Last year, 68% of city and village streets were rated in “good” or better condition. However, the percentage is declining somewhat, as it stood at 72% in 2011. While 37% of municipal streets were rated “excellent” or “very good” in 2010, that percentage had fallen to 31% by 2015. Likewise, those rated “fair” or “poor” increased from 29% to 32%.And this decline in road quality and the limited revenues the state gives to local communities (as well as the limited options to make up the difference) is exactly why so many places in recent years have either considered or put into law new wheel taxes. The latest example is in the Wausau area, where the Marathon County Board passed a one-year $25 wheel tax this week. I’m guessing the temporary nature of that Marathon County tax is because they are hoping that a more sustainable form of funding comes from the state level with the next budget and legislative session, but Governor Walker made comments in Green Bay this week that indicated he was OK with this kind of tax-shifting shell game.
Gov. Scott Walker said local governments will have to decide for themselves whether wheel taxes are the right way to fund increasing road construction costs.In addition to Walker’s casual brushing off of the shell game his “no-tax and pose” policies have created, I need to call out the Gannett writer for a statement here. “State funding will “continue” to increase?” State aids to local governments for transportation and transit are at the same levels they were at 2015, and will stay at that same amount for 2017. The only increases that may exist are due to borrowing more money for highways, which will need to be paid back and further constrain the possibility of getting more aid to local governments.
After speaking at the Governor’s Conference on Highway Safety at the KI Convention Center on Wednesday, Walker said state funding for local road construction and state highway system maintenance will continue to increase.
“They’re going to have to gauge whether or not those increases are enough or if they want some more. But those are things they have to justify to local voters,” Walker said.

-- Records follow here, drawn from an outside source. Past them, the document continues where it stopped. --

//! Error types for the GFX engine

use thiserror::Error;

/// Errors that can occur while loading, querying or exporting a graph
#[derive(Error, Debug)]
pub enum GfxError {
    /// Malformed or unsupported serialized input
    #[error("Format error: {0}")]
    Format(String),

    /// Document version outside 1.1 / 1.2 / 1.3
    #[error("Unsupported GEXF version: {0}")]
    Version(String),

    /// A referenced node identifier does not exist
    #[error("Node not found: {0}")]
    NodeNotFound(String),

    /// A weighted algorithm met an edge with a negative weight
    #[error("Negative weight {weight} on edge {from} -> {to}")]
    NegativeWeight { from: String, to: String, weight: f64 },

    /// An iterative algorithm exhausted its iteration cap
    #[error("{algorithm} did not converge within {iterations} iterations")]
    Convergence { algorithm: String, iterations: usize },

    /// A caller-supplied argument could not be used (bad glob, bad format name)
    #[error("Invalid argument: {0}")]
    InvalidArgument(String),

    /// Configuration document could not be read
    #[error("Configuration error: {0}")]
    Config(#[from] serde_yaml::Error),

    /// I/O error
    #[error("I/O error: {0}")]
    Io(#[from] std::io::Error),

    /// JSON serialization/deserialization error
    #[error("Serialization error: {0}")]
    Json(#[from] serde_json::Error),
}

pub type GfxResult<T> = Result<T, GfxError>;

/// Coarse error classification, one per distinct exit behavior.
#[derive(Debug, Clone, Copy, PartialEq, Eq, Hash)]
pub enum ErrorKind {
    Format,
    Version,
    NodeNotFound,
    NegativeWeight,
    Convergence,
    Io,
    Other,
}

impl ErrorKind {
    /// Stable process exit code for this kind
    pub fn exit_code(self) -> i32 {
        match self {
            ErrorKind::Other => 1,
            ErrorKind::Format => 2,
            ErrorKind::Version => 3,
            ErrorKind::NodeNotFound => 4,
            ErrorKind::NegativeWeight => 5,
            ErrorKind::Convergence => 6,
            ErrorKind::Io => 7,
        }
    }
}

impl GfxError {
    pub fn kind(&self) -> ErrorKind {
        match self {
            GfxError::Format(_) | GfxError::Json(_) => ErrorKind::Format,
            GfxError::Version(_) => ErrorKind::Version,
            GfxError::NodeNotFound(_) => ErrorKind::NodeNotFound,
            GfxError::NegativeWeight { .. } => ErrorKind::NegativeWeight,
            GfxError::Convergence { .. } => ErrorKind::Convergence,
            GfxError::Io(_) => ErrorKind::Io,
            GfxError::InvalidArgument(_) | GfxError::Config(_) => ErrorKind::Other,
        }
    }

    pub(crate) fn format(message: impl Into<String>) -> Self {
        GfxError::Format(message.into())
    }
}
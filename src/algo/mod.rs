//! Graph algorithms module
//!
//! Algorithms are implemented in the `gfx-graph-algorithms` crate over dense
//! indices. This module is the adapter layer: it validates node ids, runs the
//! algorithm on the graph's [`GraphView`](gfx_graph_algorithms::GraphView)
//! and maps indices back to ids, applying the configured tie-break order.

pub mod centrality;
pub mod components;
pub mod stats;
pub mod traversal;

use crate::config::{EngineConfig, TieBreak};
use crate::graph::{Graph, Node, NodeIndex};
use gfx_graph_algorithms::Direction;
use serde::{Deserialize, Serialize};

pub use centrality::{CentralityKind, CentralityResult};
pub use components::{ComponentInfo, ComponentKind};
pub use stats::{DegreeInfo, GraphStats};
pub use traversal::PathResult;

/// Which edges a neighbor query follows
#[derive(Debug, Clone, Copy, PartialEq, Eq, Default, Serialize, Deserialize)]
#[serde(rename_all = "lowercase")]
pub enum NeighborDirection {
    In,
    Out,
    #[default]
    All,
}

impl From<NeighborDirection> for Direction {
    fn from(direction: NeighborDirection) -> Self {
        match direction {
            NeighborDirection::In => Direction::Incoming,
            NeighborDirection::Out => Direction::Outgoing,
            NeighborDirection::All => Direction::Both,
        }
    }
}

/// Which way a reachability query walks
#[derive(Debug, Clone, Copy, PartialEq, Eq, Default, Serialize, Deserialize)]
#[serde(rename_all = "lowercase")]
pub enum ReachDirection {
    #[default]
    Forward,
    Backward,
    Both,
}

/// Read-only query front end over one graph
#[derive(Debug, Clone)]
pub struct Analyzer<'g> {
    graph: &'g Graph,
    config: EngineConfig,
}

impl<'g> Analyzer<'g> {
    pub fn new(graph: &'g Graph) -> Self {
        Self::with_config(graph, EngineConfig::default())
    }

    pub fn with_config(graph: &'g Graph, config: EngineConfig) -> Self {
        Analyzer { graph, config }
    }

    pub fn graph(&self) -> &'g Graph {
        self.graph
    }

    pub fn config(&self) -> &EngineConfig {
        &self.config
    }

    fn tie_break(&self) -> TieBreak {
        self.config.tie_break
    }

    /// Dense indices to nodes, ordered by the tie-break policy
    fn ordered_nodes(&self, mut indices: Vec<usize>) -> Vec<&'g Node> {
        let graph = self.graph;
        let tie_break = self.tie_break();
        indices.sort_unstable_by(|&a, &b| {
            tie_break.compare(
                (a, graph.node_at(NodeIndex(a)).id.as_str()),
                (b, graph.node_at(NodeIndex(b)).id.as_str()),
            )
        });
        indices.dedup();
        indices
            .into_iter()
            .map(|i| graph.node_at(NodeIndex(i)))
            .collect()
    }

    fn id_of(&self, index: usize) -> &'g str {
        &self.graph.node_at(NodeIndex(index)).id
    }
}
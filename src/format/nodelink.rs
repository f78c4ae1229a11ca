//! Node-link JSON
//!
//! ```json
//! {"directed": true, "multigraph": false, "mode": "static",
//!  "meta": {"version": "1.3", "creator": "..."},
//!  "graph": {},
//!  "nodes": [{"id": "a", "label": "A", "attributes": {"cores": 8}}],
//!  "links": [{"source": "a", "target": "b", "weight": 2.0, "attributes": {}}]}
//! ```

use crate::error::{GfxError, GfxResult};
use crate::graph::{
    AttributeMap, DefaultEdgeType, DocumentMeta, GexfVersion, Graph, GraphMode, Node,
};
use serde::{Deserialize, Serialize};
use tracing::debug;

#[derive(Debug, Serialize, Deserialize)]
struct Document<N, L> {
    directed: bool,
    #[serde(default)]
    multigraph: bool,
    #[serde(default)]
    mode: GraphMode,
    #[serde(default, skip_serializing_if = "Option::is_none")]
    edge_type: Option<DefaultEdgeType>,
    #[serde(default)]
    meta: Meta,
    #[serde(default)]
    graph: AttributeMap,
    nodes: Vec<N>,
    links: Vec<L>,
}

#[derive(Debug, Default, Serialize, Deserialize)]
struct Meta {
    #[serde(default, skip_serializing_if = "Option::is_none")]
    version: Option<String>,
    #[serde(default, skip_serializing_if = "Option::is_none")]
    creator: Option<String>,
    #[serde(default, skip_serializing_if = "Option::is_none")]
    description: Option<String>,
    #[serde(default, skip_serializing_if = "Option::is_none")]
    keywords: Option<String>,
    #[serde(default, skip_serializing_if = "Option::is_none")]
    last_modified: Option<String>,
}

#[derive(Debug, Serialize, Deserialize)]
struct Link<S> {
    #[serde(default, skip_serializing_if = "Option::is_none")]
    id: Option<S>,
    source: S,
    target: S,
    #[serde(default, skip_serializing_if = "Option::is_none")]
    weight: Option<f64>,
    #[serde(default, skip_serializing_if = "Option::is_none")]
    label: Option<S>,
    #[serde(default, skip_serializing_if = "Option::is_none")]
    kind: Option<S>,
    #[serde(default)]
    attributes: AttributeMap,
    #[serde(default, skip_serializing_if = "Option::is_none")]
    start: Option<S>,
    #[serde(default, skip_serializing_if = "Option::is_none")]
    end: Option<S>,
}

/// Serialize as pretty-printed node-link JSON.
pub fn to_json(graph: &Graph) -> GfxResult<String> {
    let meta = graph.document_meta();
    let links: Vec<Link<&str>> = graph
        .edges()
        .map(|edge| {
            let (source, target) = graph.endpoints(edge);
            Link {
                id: edge.id.as_deref(),
                source,
                target,
                weight: edge.weight,
                label: edge.label.as_deref(),
                kind: edge.kind.as_deref(),
                attributes: edge.attributes.clone(),
                start: edge.start.as_deref(),
                end: edge.end.as_deref(),
            }
        })
        .collect();

    let document = Document {
        directed: graph.is_directed(),
        multigraph: graph.has_parallel_edges(),
        mode: graph.mode(),
        edge_type: Some(graph.default_edge_type()),
        meta: Meta {
            version: Some(meta.version.to_string()),
            creator: meta.creator.clone(),
            description: meta.description.clone(),
            keywords: meta.keywords.clone(),
            last_modified: meta.last_modified.clone(),
        },
        graph: graph.attributes().clone(),
        nodes: graph.nodes().collect::<Vec<&Node>>(),
        links,
    };
    Ok(serde_json::to_string_pretty(&document)?)
}

/// Rebuild a graph from node-link JSON.
pub fn parse(document: &str) -> GfxResult<Graph> {
    let document: Document<Node, Link<String>> = serde_json::from_str(document)?;

    let edge_type = match document.edge_type {
        Some(edge_type) if edge_type.is_directed() == document.directed => edge_type,
        _ => DefaultEdgeType::from(document.directed),
    };
    let version = match document.meta.version.as_deref() {
        Some(raw) => GexfVersion::parse(raw)?,
        None => GexfVersion::default(),
    };
    let meta = DocumentMeta {
        version,
        creator: document.meta.creator,
        description: document.meta.description,
        keywords: document.meta.keywords,
        last_modified: document.meta.last_modified,
    };

    let mut builder = Graph::builder(edge_type).mode(document.mode).meta(meta);
    *builder.attributes_mut() = document.graph;

    for node in document.nodes {
        if node.id.is_empty() {
            return Err(GfxError::format("node-link node with an empty id"));
        }
        builder.add_node(node);
    }
    for link in document.links {
        let edge = builder.add_edge(&link.source, &link.target);
        edge.id = link.id;
        edge.weight = link.weight;
        edge.label = link.label;
        edge.kind = link.kind;
        edge.attributes = link.attributes;
        edge.start = link.start;
        edge.end = link.end;
    }

    let graph = builder.build();
    debug!(nodes = graph.node_count(), edges = graph.edge_count(), "parsed node-link document");
    Ok(graph)
}

#[cfg(test)]
mod tests {
    use super::*;
    use crate::error::ErrorKind;
    use crate::graph::AttributeValue;
    use serde_json::Value;

    fn sample() -> Graph {
        let mut builder = Graph::builder(DefaultEdgeType::Mutual).mode(GraphMode::Dynamic);
        builder.add_node(
            Node::new("a")
                .with_label("Alpha")
                .with_attribute("cores", 8i64)
                .with_attribute("load", 0.5)
                .with_attribute("active", true),
        );
        builder.add_node(Node::new("b"));
        {
            let edge = builder.add_edge("a", "b");
            edge.weight = Some(3.0);
            edge.kind = Some("tcp".into());
            edge.start = Some("2020".into());
        }
        builder.add_edge("b", "a");
        builder.build()
    }

    #[test]
    fn test_document_shape() {
        let json: Value = serde_json::from_str(&to_json(&sample()).unwrap()).unwrap();
        assert_eq!(json["directed"], Value::Bool(false));
        assert_eq!(json["multigraph"], Value::Bool(true));
        assert_eq!(json["mode"], "dynamic");
        assert_eq!(json["nodes"][0]["attributes"]["cores"], 8);
        assert_eq!(json["links"][0]["source"], "a");
        assert_eq!(json["links"][0]["weight"], 3.0);
        assert!(json["links"][1].get("weight").is_none());
    }

    #[test]
    fn test_round_trip_keeps_types() {
        let graph = sample();
        let again = parse(&to_json(&graph).unwrap()).unwrap();

        assert_eq!(again.default_edge_type(), DefaultEdgeType::Mutual);
        assert!(again.is_dynamic());
        let a = again.node("a").unwrap();
        assert_eq!(a.attribute("cores"), Some(&AttributeValue::Integer(8)));
        assert_eq!(a.attribute("load"), Some(&AttributeValue::Float(0.5)));
        assert_eq!(a.attribute("active"), Some(&AttributeValue::Boolean(true)));

        let before: Vec<_> = graph.edges().cloned().collect();
        let after: Vec<_> = again.edges().cloned().collect();
        assert_eq!(before, after);
    }

    #[test]
    fn test_malformed_json_is_format_error() {
        assert_eq!(parse("{\"nodes\": [").unwrap_err().kind(), ErrorKind::Format);
        assert_eq!(parse("{\"directed\": true}").unwrap_err().kind(), ErrorKind::Format);
        let bad_version = r#"{"directed": true, "meta": {"version": "9"}, "nodes": [], "links": []}"#;
        assert_eq!(parse(bad_version).unwrap_err().kind(), ErrorKind::Version);
    }
}
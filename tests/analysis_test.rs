use gfx::{
    Analyzer, CentralityKind, ComponentKind, DefaultEdgeType, EngineConfig, Graph, GfxError, Node,
};

fn topology() -> Graph {
    Graph::from_gexf_str(include_str!("fixtures/sample.gexf")).unwrap()
}

#[test]
fn test_topology_stats() {
    let graph = topology();
    let stats = Analyzer::new(&graph).stats();

    assert_eq!(stats.node_count, 5);
    assert_eq!(stats.edge_count, 6);
    assert!(stats.is_directed);
    assert!((stats.density - 0.3).abs() < 1e-12);
    assert!((stats.avg_degree - 2.4).abs() < 1e-12);
    assert!(stats.is_connected);
    assert_eq!(stats.num_components, 1);
    assert!(!stats.has_cycles);
    assert_eq!(stats.avg_clustering, 0.0);
    // not every node reaches every other one along edge direction
    assert_eq!(stats.diameter, None);
    assert_eq!(stats.radius, None);
    assert_eq!(stats.avg_path_length, None);
}

#[test]
fn test_components_partition_nodes() {
    let graph = topology();
    let analyzer = Analyzer::new(&graph);

    for kind in [ComponentKind::Connected, ComponentKind::Weak, ComponentKind::Strong] {
        let info = analyzer.components(kind);
        assert_eq!(info.component_sizes.iter().sum::<usize>(), graph.node_count());

        let mut members: Vec<&String> = info.components.iter().flatten().collect();
        members.sort();
        members.dedup();
        assert_eq!(members.len(), graph.node_count(), "{}", kind);
    }

    let strong = analyzer.components(ComponentKind::Strong);
    assert_eq!(strong.num_components, 5);
    assert_eq!(strong.largest_component_size, 1);
}

#[test]
fn test_three_cycle_scenario() {
    let mut builder = Graph::builder(DefaultEdgeType::Directed);
    builder.add_edge("a", "b");
    builder.add_edge("b", "c");
    builder.add_edge("c", "a");
    let graph = builder.build();
    let analyzer = Analyzer::new(&graph);

    assert!(analyzer.stats().has_cycles);
    let strong = analyzer.components(ComponentKind::Strong);
    assert_eq!(strong.num_components, 1);
    assert_eq!(strong.component_sizes, vec![3]);
}

#[test]
fn test_isolated_node_scenario() {
    let mut builder = Graph::builder(DefaultEdgeType::Undirected);
    builder.add_node(Node::new("alone"));
    let graph = builder.build();
    let analyzer = Analyzer::new(&graph);

    let components = analyzer.components(ComponentKind::Connected);
    assert_eq!(components.num_components, 1);
    assert_eq!(components.component_sizes, vec![1]);

    let stats = analyzer.stats();
    assert_eq!(stats.density, 0.0);
    assert_eq!(stats.diameter, Some(0));
}

#[test]
fn test_centrality_on_topology() {
    let graph = topology();
    let analyzer = Analyzer::new(&graph);

    let pagerank = analyzer.centrality(CentralityKind::Pagerank, false).unwrap();
    let total: f64 = pagerank.scores.values().sum();
    assert!((total - 1.0).abs() < 1e-4);

    let weighted = analyzer.centrality(CentralityKind::Pagerank, true).unwrap();
    assert!((weighted.scores.values().sum::<f64>() - 1.0).abs() < 1e-4);

    let degree = analyzer.centrality(CentralityKind::Degree, false).unwrap();
    assert_eq!(degree.score("server1"), Some(0.75));

    let betweenness = analyzer.centrality(CentralityKind::Betweenness, false).unwrap();
    assert_eq!(betweenness.score("lb1"), Some(0.0));
    assert!((betweenness.score("server1").unwrap() - 1.0 / 12.0).abs() < 1e-12);
    let top: Vec<&str> = betweenness.top_n(2).into_iter().map(|(id, _)| id).collect();
    assert_eq!(top, vec!["server1", "server2"]);

    for kind in CentralityKind::ALL {
        let result = analyzer.centrality(kind, false).unwrap();
        assert_eq!(result.scores.len(), 5);
        assert!(result.scores.values().all(|s| s.is_finite() && *s >= 0.0), "{}", kind);
    }
}

#[test]
fn test_negative_weight_names_the_edge() {
    let mut builder = Graph::builder(DefaultEdgeType::Directed);
    builder.add_edge("a", "b").weight = Some(1.0);
    builder.add_edge("b", "c").weight = Some(-2.0);
    let graph = builder.build();
    let analyzer = Analyzer::new(&graph);

    let err = analyzer.shortest_path("a", "c", true).unwrap_err();
    match err {
        GfxError::NegativeWeight { from, to, weight } => {
            assert_eq!((from.as_str(), to.as_str()), ("b", "c"));
            assert_eq!(weight, -2.0);
        }
        other => panic!("unexpected error {:?}", other),
    }

    // the unweighted query on the same graph still works
    assert!(analyzer.shortest_path("a", "c", false).unwrap().is_some());
    assert!(analyzer.centrality(CentralityKind::Betweenness, true).is_err());
}

#[test]
fn test_config_from_yaml() {
    let config = EngineConfig::from_yaml_str(
        "pagerank:\n  damping_factor: 0.5\ntie_break: lexicographic\n",
    )
    .unwrap();
    let graph = topology();
    let analyzer = Analyzer::with_config(&graph, config);

    let degrees = analyzer.degrees();
    let order: Vec<&str> = degrees.iter().map(|d| d.node.as_str()).collect();
    // server1 and server2 have degree 3; db1, cache1 and lb1 have 2
    assert_eq!(order, vec!["server1", "server2", "cache1", "db1", "lb1"]);
    assert_eq!(analyzer.config().pagerank.damping_factor, 0.5);
}
use std::collections::BTreeMap;

#[derive(Clone, Copy, Debug, PartialEq, Eq, PartialOrd, Ord)]
pub enum RenderableSeverity {
    Error,
    Warning,
    Info,
}

impl RenderableSeverity {
    pub fn label(self) -> &'static str {
        match self {
            RenderableSeverity::Error => "ERROR",
            RenderableSeverity::Warning => "WARN",
            RenderableSeverity::Info => "INFO",
        }
    }
}

#[derive(Clone, Copy, Debug, PartialEq, Eq)]
pub enum RenderableVerdictStatus {
    Pass,
    Warn,
    Fail,
}

#[derive(Clone, Debug, PartialEq, Eq)]
pub struct RenderableLocation {
    pub path: String,
    pub line: Option<u32>,
    pub col: Option<u32>,
}

#[derive(Clone, Debug, PartialEq, Eq)]
pub struct RenderableFinding {
    pub severity: RenderableSeverity,
    pub check_id: String,
    pub code: String,
    pub message: String,
    pub location: Option<RenderableLocation>,
    /// `interface User`, `type UserId`; absent for tool findings.
    pub declaration: Option<String>,
    pub help: Option<String>,
    pub url: Option<String>,
}

#[derive(Clone, Debug, Default, PartialEq, Eq)]
pub struct RenderableData {
    pub files_scanned: u32,
    pub declarations_scanned: u32,
    pub findings_emitted: u32,
    pub findings_total: u32,
    pub truncated_reason: Option<String>,
}

#[derive(Clone, Debug, PartialEq, Eq)]
pub struct RenderableReport {
    pub verdict: RenderableVerdictStatus,
    pub findings: Vec<RenderableFinding>,
    pub data: RenderableData,
}

impl RenderableReport {
    /// Findings keyed by file path; findings without a location come last under `None`.
    /// Order within a file is the report order.
    pub fn findings_by_file(&self) -> Vec<(Option<&str>, Vec<&RenderableFinding>)> {
        let mut by_path: BTreeMap<&str, Vec<&RenderableFinding>> = BTreeMap::new();
        let mut unlocated = Vec::new();
        for f in &self.findings {
            match &f.location {
                Some(loc) => by_path.entry(loc.path.as_str()).or_default().push(f),
                None => unlocated.push(f),
            }
        }

        let mut out: Vec<_> = by_path
            .into_iter()
            .map(|(path, findings)| (Some(path), findings))
            .collect();
        if !unlocated.is_empty() {
            out.push((None, unlocated));
        }
        out
    }
}
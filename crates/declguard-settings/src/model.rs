use schemars::JsonSchema;
use serde::{Deserialize, Serialize};
use std::collections::BTreeMap;

/// `declguard.toml` schema v1.
///
/// This is a *user-facing* config model: it is intentionally permissive so forward-compat is easy.
#[derive(Clone, Debug, Default, PartialEq, Serialize, Deserialize, JsonSchema)]
pub struct DeclguardConfigV1 {
    /// Optional schema string for tooling (`declguard.config.v1`).
    #[serde(default, skip_serializing_if = "Option::is_none")]
    pub schema: Option<String>,

    /// Preset to start from: `recommended` (default), `warn`, or `off`.
    #[serde(default, skip_serializing_if = "Option::is_none")]
    pub profile: Option<String>,

    /// When to fail the check: `error` (default) or `warning`.
    #[serde(default, skip_serializing_if = "Option::is_none")]
    pub fail_on: Option<String>,

    /// How many findings to emit before truncating the list.
    #[serde(default, skip_serializing_if = "Option::is_none")]
    pub max_findings: Option<u32>,

    /// Map of rule id (bare or `declguard/`-qualified) -> config.
    #[serde(default)]
    pub rules: BTreeMap<String, RuleConfig>,
}

#[derive(Clone, Debug, Default, PartialEq, Serialize, Deserialize, JsonSchema)]
pub struct RuleConfig {
    /// Override preset enable/disable.
    #[serde(default, skip_serializing_if = "Option::is_none")]
    pub enabled: Option<bool>,

    /// Override preset severity: `info`, `warning`, `error`.
    #[serde(default, skip_serializing_if = "Option::is_none")]
    pub severity: Option<String>,

    /// Path patterns whose files may export types. Defaults to `["*.d.ts"]`.
    #[serde(
        default,
        rename = "allowedFilePatterns",
        alias = "allowed_file_patterns",
        skip_serializing_if = "Option::is_none"
    )]
    pub allowed_file_patterns: Option<Vec<String>>,

    /// Name suffixes that exempt a declaration. Defaults to `["Props"]`.
    #[serde(
        default,
        rename = "allowedTypeSuffixes",
        alias = "allowed_type_suffixes",
        skip_serializing_if = "Option::is_none"
    )]
    pub allowed_type_suffixes: Option<Vec<String>>,
}

impl RuleConfig {
    pub fn options(&self) -> RuleOptionsConfig {
        RuleOptionsConfig {
            allowed_file_patterns: self.allowed_file_patterns.clone(),
            allowed_type_suffixes: self.allowed_type_suffixes.clone(),
        }
    }
}

/// Lint-style options object for `no-exported-types-outside-dts`.
#[derive(Clone, Debug, Default, PartialEq, Eq, Serialize, Deserialize, JsonSchema)]
#[serde(rename_all = "camelCase")]
pub struct RuleOptionsConfig {
    #[serde(default, skip_serializing_if = "Option::is_none")]
    pub allowed_file_patterns: Option<Vec<String>>,

    #[serde(default, skip_serializing_if = "Option::is_none")]
    pub allowed_type_suffixes: Option<Vec<String>>,
}
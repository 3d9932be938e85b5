//! Use case orchestration for declguard.
//!
//! This crate provides the application layer: use cases that coordinate the domain, settings,
//! and render layers. The CLI crate depends on this; it only handles argument parsing and I/O.

#![forbid(unsafe_code)]

mod check;
mod explain;
mod input;
mod render;
mod report;
mod rules;

pub use check::{CheckInput, CheckOutput, run_check, verdict_exit_code};
pub use explain::{ExplainOutput, format_explanation, format_not_found, run_explain};
pub use input::{DeclarationEntry, DeclarationManifest, FileEntry, parse_manifest_json};
pub use render::{render_annotations, render_markdown};
pub use report::{parse_report_json, runtime_error_report, serialize_report, to_renderable};
pub use rules::{RuleListing, format_rules, run_rules};
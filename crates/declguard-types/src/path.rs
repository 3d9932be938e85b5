use schemars::JsonSchema;
use serde::{Deserialize, Serialize};

/// Source file path as used in findings and pattern matching.
///
/// The only normalization is separator conversion: `\` becomes `/`. Everything else,
/// including a leading `./` or an empty path, is kept so that patterns see exactly
/// what the host reported.
#[derive(
    Clone,
    Debug,
    Default,
    PartialEq,
    Eq,
    PartialOrd,
    Ord,
    Hash,
    Serialize,
    Deserialize,
    JsonSchema,
)]
#[serde(transparent)]
pub struct SourcePath(String);

impl SourcePath {
    pub fn new<S: AsRef<str>>(s: S) -> Self {
        Self(s.as_ref().replace('\\', "/"))
    }

    pub fn as_str(&self) -> &str {
        &self.0
    }

    /// Final path segment (the file name).
    pub fn basename(&self) -> &str {
        self.0.rsplit('/').next().unwrap_or(&self.0)
    }
}

impl std::fmt::Display for SourcePath {
    fn fmt(&self, f: &mut std::fmt::Formatter<'_>) -> std::fmt::Result {
        f.write_str(&self.0)
    }
}
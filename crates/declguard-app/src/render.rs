//! Render use cases: markdown and GitHub annotations from in-memory reports.

use declguard_render::RenderableReport;

pub fn render_markdown(report: &RenderableReport) -> String {
    declguard_render::render_markdown(report)
}

pub fn render_annotations(report: &RenderableReport, max: usize) -> Vec<String> {
    declguard_render::render_github_annotations(report)
        .into_iter()
        .take(max)
        .collect()
}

Lastly, the LWM report didn’t offer much for the future in changing these financial constraints for local communities, and expressed concern over Wisconsin’s smaller towns in particular, as more of those places reported job losses than job gains, and the officials in those areas also reported a lower amount of civic engagement, with many uncontested seats for elected positions in elected government. It seems that local government and small towns in particular are getting choked off in the Age of Fitzwalkerstan, and after shooting the one-time bullet of Act 10 “savings,” there are few options remaining other than reckless new construction and hopes for growth in the property base (and the taxes that go along with it). The current WisGOP regime does not seem interested in giving communities extra options to make up revenue and services that have been cut over the last 5 ½ years- options that could come in the form of increasing shared revenues, or in allowing local communities to raise their own revenues through property and/or sales taxes.
What that means is that if we see the WisGOPs stay in power past this November, the “pose over policy” mentality will continue, and Wisconsin municipalities will continue to decline with even less of an opportunity of keeping up with their growing service needs. Don’t like that option? Then don’t vote Republican this November.
Another good analysis. Thank you. Can't say I'm surprised about the Gannett reporter's misstatement of the facts. Gannett papers are often understaffed and poorly edited, fourth-rate and not fourth estate. The Gannett papers in Appleton, Green Bay, and Oshkosh are especially suspect in my experience.